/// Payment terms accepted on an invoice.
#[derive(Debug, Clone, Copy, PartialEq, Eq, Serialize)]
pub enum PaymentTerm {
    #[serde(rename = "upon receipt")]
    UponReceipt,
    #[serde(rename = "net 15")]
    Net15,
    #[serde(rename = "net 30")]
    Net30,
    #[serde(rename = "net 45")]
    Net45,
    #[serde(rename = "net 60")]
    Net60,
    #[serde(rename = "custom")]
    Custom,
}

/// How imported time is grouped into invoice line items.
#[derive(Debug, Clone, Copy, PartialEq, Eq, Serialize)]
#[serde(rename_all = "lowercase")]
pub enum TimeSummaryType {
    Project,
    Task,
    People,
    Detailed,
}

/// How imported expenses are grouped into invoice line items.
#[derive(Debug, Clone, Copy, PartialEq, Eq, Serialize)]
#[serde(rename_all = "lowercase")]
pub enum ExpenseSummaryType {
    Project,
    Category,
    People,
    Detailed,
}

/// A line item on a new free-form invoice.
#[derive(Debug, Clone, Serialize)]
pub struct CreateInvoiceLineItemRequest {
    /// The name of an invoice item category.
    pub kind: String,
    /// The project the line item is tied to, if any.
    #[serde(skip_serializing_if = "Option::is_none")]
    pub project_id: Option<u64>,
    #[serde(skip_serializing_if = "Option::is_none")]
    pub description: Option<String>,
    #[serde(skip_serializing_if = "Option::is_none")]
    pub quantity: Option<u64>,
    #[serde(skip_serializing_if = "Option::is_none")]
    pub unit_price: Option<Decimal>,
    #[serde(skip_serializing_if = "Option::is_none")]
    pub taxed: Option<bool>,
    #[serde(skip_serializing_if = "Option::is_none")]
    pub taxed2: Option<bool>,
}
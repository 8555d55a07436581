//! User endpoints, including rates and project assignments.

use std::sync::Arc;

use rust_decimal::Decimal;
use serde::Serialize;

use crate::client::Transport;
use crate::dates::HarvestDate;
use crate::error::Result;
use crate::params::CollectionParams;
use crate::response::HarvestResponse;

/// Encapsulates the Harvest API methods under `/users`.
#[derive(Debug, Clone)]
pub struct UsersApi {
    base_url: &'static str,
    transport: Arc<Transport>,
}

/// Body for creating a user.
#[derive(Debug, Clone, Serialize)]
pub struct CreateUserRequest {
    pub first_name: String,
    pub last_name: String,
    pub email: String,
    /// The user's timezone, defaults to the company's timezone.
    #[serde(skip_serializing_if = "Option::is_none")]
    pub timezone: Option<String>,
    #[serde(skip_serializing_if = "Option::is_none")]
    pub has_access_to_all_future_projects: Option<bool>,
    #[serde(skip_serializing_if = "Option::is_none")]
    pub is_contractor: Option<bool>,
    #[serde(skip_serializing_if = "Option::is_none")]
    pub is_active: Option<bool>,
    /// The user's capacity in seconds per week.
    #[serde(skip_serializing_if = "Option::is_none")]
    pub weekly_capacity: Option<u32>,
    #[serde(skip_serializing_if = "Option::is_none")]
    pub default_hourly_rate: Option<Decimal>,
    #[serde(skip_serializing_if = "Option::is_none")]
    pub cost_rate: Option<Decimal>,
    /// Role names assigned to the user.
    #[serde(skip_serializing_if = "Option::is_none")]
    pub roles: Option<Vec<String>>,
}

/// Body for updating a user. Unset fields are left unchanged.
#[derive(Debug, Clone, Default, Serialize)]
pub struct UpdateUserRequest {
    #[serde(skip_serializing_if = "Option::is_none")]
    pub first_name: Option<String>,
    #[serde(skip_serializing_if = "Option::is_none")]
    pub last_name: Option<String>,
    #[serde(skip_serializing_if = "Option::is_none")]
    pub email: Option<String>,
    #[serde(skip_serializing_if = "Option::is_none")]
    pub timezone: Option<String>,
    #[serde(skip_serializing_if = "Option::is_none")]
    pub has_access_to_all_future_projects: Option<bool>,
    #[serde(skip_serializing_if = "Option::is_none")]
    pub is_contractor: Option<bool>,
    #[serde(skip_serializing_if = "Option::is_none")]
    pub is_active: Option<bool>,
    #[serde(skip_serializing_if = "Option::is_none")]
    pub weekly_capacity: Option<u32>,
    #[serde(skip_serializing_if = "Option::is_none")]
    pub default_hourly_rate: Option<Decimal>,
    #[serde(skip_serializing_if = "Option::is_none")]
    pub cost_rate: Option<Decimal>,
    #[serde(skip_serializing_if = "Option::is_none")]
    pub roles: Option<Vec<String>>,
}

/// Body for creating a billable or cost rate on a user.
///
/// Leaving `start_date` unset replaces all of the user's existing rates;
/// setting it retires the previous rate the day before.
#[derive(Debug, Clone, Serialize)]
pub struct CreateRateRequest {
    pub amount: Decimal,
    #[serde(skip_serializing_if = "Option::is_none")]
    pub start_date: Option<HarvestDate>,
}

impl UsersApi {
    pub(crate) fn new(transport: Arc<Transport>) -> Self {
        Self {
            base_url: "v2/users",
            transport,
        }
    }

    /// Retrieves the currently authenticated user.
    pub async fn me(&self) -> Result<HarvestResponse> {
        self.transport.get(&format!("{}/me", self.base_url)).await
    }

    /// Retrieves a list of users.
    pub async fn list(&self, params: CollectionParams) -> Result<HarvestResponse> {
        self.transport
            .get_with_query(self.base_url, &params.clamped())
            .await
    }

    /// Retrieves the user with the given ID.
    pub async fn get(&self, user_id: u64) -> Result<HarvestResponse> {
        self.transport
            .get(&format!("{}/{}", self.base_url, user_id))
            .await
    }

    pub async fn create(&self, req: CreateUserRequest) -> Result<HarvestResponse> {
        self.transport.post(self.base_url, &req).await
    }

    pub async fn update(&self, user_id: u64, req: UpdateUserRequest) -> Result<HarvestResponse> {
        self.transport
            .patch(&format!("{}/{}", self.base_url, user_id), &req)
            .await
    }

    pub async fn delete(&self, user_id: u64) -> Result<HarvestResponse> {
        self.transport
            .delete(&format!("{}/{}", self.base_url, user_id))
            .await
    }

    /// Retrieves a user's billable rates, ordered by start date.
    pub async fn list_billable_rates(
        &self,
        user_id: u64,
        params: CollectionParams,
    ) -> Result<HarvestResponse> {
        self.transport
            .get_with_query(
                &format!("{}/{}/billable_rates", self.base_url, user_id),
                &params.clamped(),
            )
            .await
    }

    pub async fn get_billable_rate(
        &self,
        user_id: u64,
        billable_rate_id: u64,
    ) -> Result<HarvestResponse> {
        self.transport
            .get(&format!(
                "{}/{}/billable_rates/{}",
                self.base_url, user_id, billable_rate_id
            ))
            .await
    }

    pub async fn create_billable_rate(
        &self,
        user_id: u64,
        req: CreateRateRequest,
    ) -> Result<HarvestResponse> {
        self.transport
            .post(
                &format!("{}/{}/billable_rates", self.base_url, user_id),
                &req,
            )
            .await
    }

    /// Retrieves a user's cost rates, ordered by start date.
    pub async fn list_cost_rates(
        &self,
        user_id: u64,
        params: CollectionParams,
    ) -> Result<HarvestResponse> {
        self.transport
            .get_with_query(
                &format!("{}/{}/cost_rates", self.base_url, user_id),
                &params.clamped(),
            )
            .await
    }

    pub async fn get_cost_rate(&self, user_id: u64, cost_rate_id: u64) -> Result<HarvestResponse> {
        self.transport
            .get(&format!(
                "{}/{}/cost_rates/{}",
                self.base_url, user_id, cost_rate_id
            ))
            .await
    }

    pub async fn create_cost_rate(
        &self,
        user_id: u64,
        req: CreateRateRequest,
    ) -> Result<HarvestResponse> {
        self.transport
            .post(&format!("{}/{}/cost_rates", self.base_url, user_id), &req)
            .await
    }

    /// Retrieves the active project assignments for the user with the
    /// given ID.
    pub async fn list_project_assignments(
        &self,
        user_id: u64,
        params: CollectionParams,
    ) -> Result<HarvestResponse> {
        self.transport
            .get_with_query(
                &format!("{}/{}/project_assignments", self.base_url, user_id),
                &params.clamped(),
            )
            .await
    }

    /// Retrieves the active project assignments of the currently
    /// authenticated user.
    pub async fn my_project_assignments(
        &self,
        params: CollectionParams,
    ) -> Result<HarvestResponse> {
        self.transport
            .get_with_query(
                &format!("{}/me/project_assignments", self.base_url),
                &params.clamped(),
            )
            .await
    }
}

____

*TASK REQUIREMENTS*
Exactly as they stand, please print the lines from the first line of the records above down to the line that includes "new free-form invoice.", both of those included and no others.

*EXPECTED OUTPUT*
/// Payment terms accepted on an invoice.
#[derive(Debug, Clone, Copy, PartialEq, Eq, Serialize)]
pub enum PaymentTerm {
    #[serde(rename = "upon receipt")]
    UponReceipt,
    #[serde(rename = "net 15")]
    Net15,
    #[serde(rename = "net 30")]
    Net30,
    #[serde(rename = "net 45")]
    Net45,
    #[serde(rename = "net 60")]
    Net60,
    #[serde(rename = "custom")]
    Custom,
}

/// How imported time is grouped into invoice line items.
#[derive(Debug, Clone, Copy, PartialEq, Eq, Serialize)]
#[serde(rename_all = "lowercase")]
pub enum TimeSummaryType {
    Project,
    Task,
    People,
    Detailed,
}

/// How imported expenses are grouped into invoice line items.
#[derive(Debug, Clone, Copy, PartialEq, Eq, Serialize)]
#[serde(rename_all = "lowercase")]
pub enum ExpenseSummaryType {
    Project,
    Category,
    People,
    Detailed,
}

/// A line item on a new free-form invoice.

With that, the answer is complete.